Сердце на замок закрылося,

Душа в первый раз затомилася:

Лег Ахламон и заплакал...

Лежит царь-Ахламон сильно плачет, а к нему из озера Зазноба Прекрасная выходит: сама она синеокая,

Грудь у Зазнобы высокая,

Щеки – как яблочки, очи – как белый свет, уста – словно ела малину,

А одета она в ряднину,

Только на Ахламона строго глядит...

– Здравствуй,– она ему говорит,– жестокий царь Ахламон Ахламонович... Зачем ты моих золотых лошадей угнал-погубил?
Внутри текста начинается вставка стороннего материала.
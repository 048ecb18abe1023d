//! Per-language grammar, node-kind table and declaration query.
//!
//! # Adding a New Language
//!
//! Add a module with `KINDS`, `DECLARATION_QUERY` and `grammar()`, a
//! [`Language`] variant, and a static [`LanguageConfig`] below.

mod c;
mod cpp;
mod go;
mod java;
mod javascript;
mod python;
mod rust_lang;
mod typescript;

use once_cell::sync::OnceCell;
use tree_sitter::Query;

use super::{Language, NodeKind};

/// Everything the tree-sitter adapter needs for one language.
pub struct LanguageConfig {
    kinds: &'static phf::Map<&'static str, NodeKind>,
    declaration_query: &'static str,
    grammar: fn() -> tree_sitter::Language,
    compiled: OnceCell<Query>,
}

impl LanguageConfig {
    const fn new(
        kinds: &'static phf::Map<&'static str, NodeKind>,
        declaration_query: &'static str,
        grammar: fn() -> tree_sitter::Language,
    ) -> Self {
        Self {
            kinds,
            declaration_query,
            grammar,
            compiled: OnceCell::new(),
        }
    }

    pub fn grammar(&self) -> tree_sitter::Language {
        (self.grammar)()
    }

    /// Normalized kind for a grammar node kind.
    pub fn kind_of(&self, raw_kind: &str) -> NodeKind {
        self.kinds.get(raw_kind).copied().unwrap_or(NodeKind::Other)
    }

    /// The declaration query, compiled on first use.
    pub fn declaration_query(&self) -> anyhow::Result<&Query> {
        self.compiled.get_or_try_init(|| {
            Query::new(&self.grammar(), self.declaration_query)
                .map_err(|e| anyhow::anyhow!("invalid declaration query: {}", e))
        })
    }
}

static PYTHON: LanguageConfig =
    LanguageConfig::new(&python::KINDS, python::DECLARATION_QUERY, python::grammar);
static RUST: LanguageConfig = LanguageConfig::new(
    &rust_lang::KINDS,
    rust_lang::DECLARATION_QUERY,
    rust_lang::grammar,
);
static GO: LanguageConfig = LanguageConfig::new(&go::KINDS, go::DECLARATION_QUERY, go::grammar);
static JAVASCRIPT: LanguageConfig = LanguageConfig::new(
    &javascript::KINDS,
    javascript::DECLARATION_QUERY,
    javascript::grammar,
);
static TYPESCRIPT: LanguageConfig = LanguageConfig::new(
    &typescript::KINDS,
    typescript::DECLARATION_QUERY,
    typescript::grammar,
);
static TSX: LanguageConfig = LanguageConfig::new(
    &typescript::KINDS,
    typescript::DECLARATION_QUERY,
    typescript::tsx_grammar,
);
static JAVA: LanguageConfig =
    LanguageConfig::new(&java::KINDS, java::DECLARATION_QUERY, java::grammar);
static C: LanguageConfig = LanguageConfig::new(&c::KINDS, c::DECLARATION_QUERY, c::grammar);
static CPP: LanguageConfig = LanguageConfig::new(&cpp::KINDS, cpp::DECLARATION_QUERY, cpp::grammar);

/// Look up the configuration for a language.
pub fn config_for(language: Language) -> &'static LanguageConfig {
    match language {
        Language::Python => &PYTHON,
        Language::Rust => &RUST,
        Language::Go => &GO,
        Language::JavaScript => &JAVASCRIPT,
        Language::TypeScript => &TYPESCRIPT,
        Language::Tsx => &TSX,
        Language::Java => &JAVA,
        Language::C => &C,
        Language::Cpp => &CPP,
    }
}

#[cfg(test)]
mod tests {
    use super::*;

    #[test]
    fn test_every_declaration_query_compiles() {
        for language in Language::ALL {
            let config = config_for(*language);
            let query = config.declaration_query();
            assert!(query.is_ok(), "{}: {:?}", language, query.err());
        }
    }

    #[test]
    fn test_kind_lookup() {
        let py = config_for(Language::Python);
        assert_eq!(py.kind_of("function_definition"), NodeKind::Function);
        assert_eq!(py.kind_of("no_such_kind"), NodeKind::Other);

        let go = config_for(Language::Go);
        assert_eq!(go.kind_of("defer_statement"), NodeKind::Finally);
    }
}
Зачем ты – говорит,– женьчужный бор срубил?

Не на чем мне теперь, Зазнобе, покататься,

Негде мне теперь, Прекрасной, прогуляться!..

– Жениться, – говорит ей Ахламон, – на тебе хотел...

– Ах ты, Ахламон, Ахламон... Разве,– отвечает Зазноба,– так добрые люди женятся, разве так хорошие люди сватают?..

– А как же,– говорит Ахламон,– с вашим братом поступать иначе можно... Я – дескать,– десять цацаревен,

Десять королевен,

Полонил,

Каждой полцарства сулил,

Ни одна вида моего не выносит,

Одной смерти просит.

– Ах, Ахламон, Ахламон,– говорит Зазноба,– разнесчастный ты,– говорит, человек!..

Стоит около него и сокрушается.

А близь подойти не решается...

Я,– говорит Ахламон,– совсем этого даже не думаю: всего у меня,говорит,– много,

Держу я народ строго,

В ежевых рукавицах:

У меня что баба, что девица,

Что барин, что мужик,

Никто на боку не лежит...

Вот не могу,– говорит,– надивиться,

Гляжу, как у тебя живут?..

– У меня,– говорит Зазноба,– живут,

За обе щеки жуют,

Чужого никто не желает, своего ничего никто не имеет. Власти

Да страсти

Никакой,

Оттого счастье

И покой.

У меня уж, говорит Зазноба,– порядок такой...

– Вот как, – удивляется Ахламон,– а у меня одни воры,

Нельзя и спать без запора, А то и тебя украдут, Вот и живи тут!

Нет, отвечает Зазноба, у меня не так. У меня вот как: живут ни бедно, ни богато, У каждого хата, В каждой хате баба брюхата, А возле бабы играют ребята...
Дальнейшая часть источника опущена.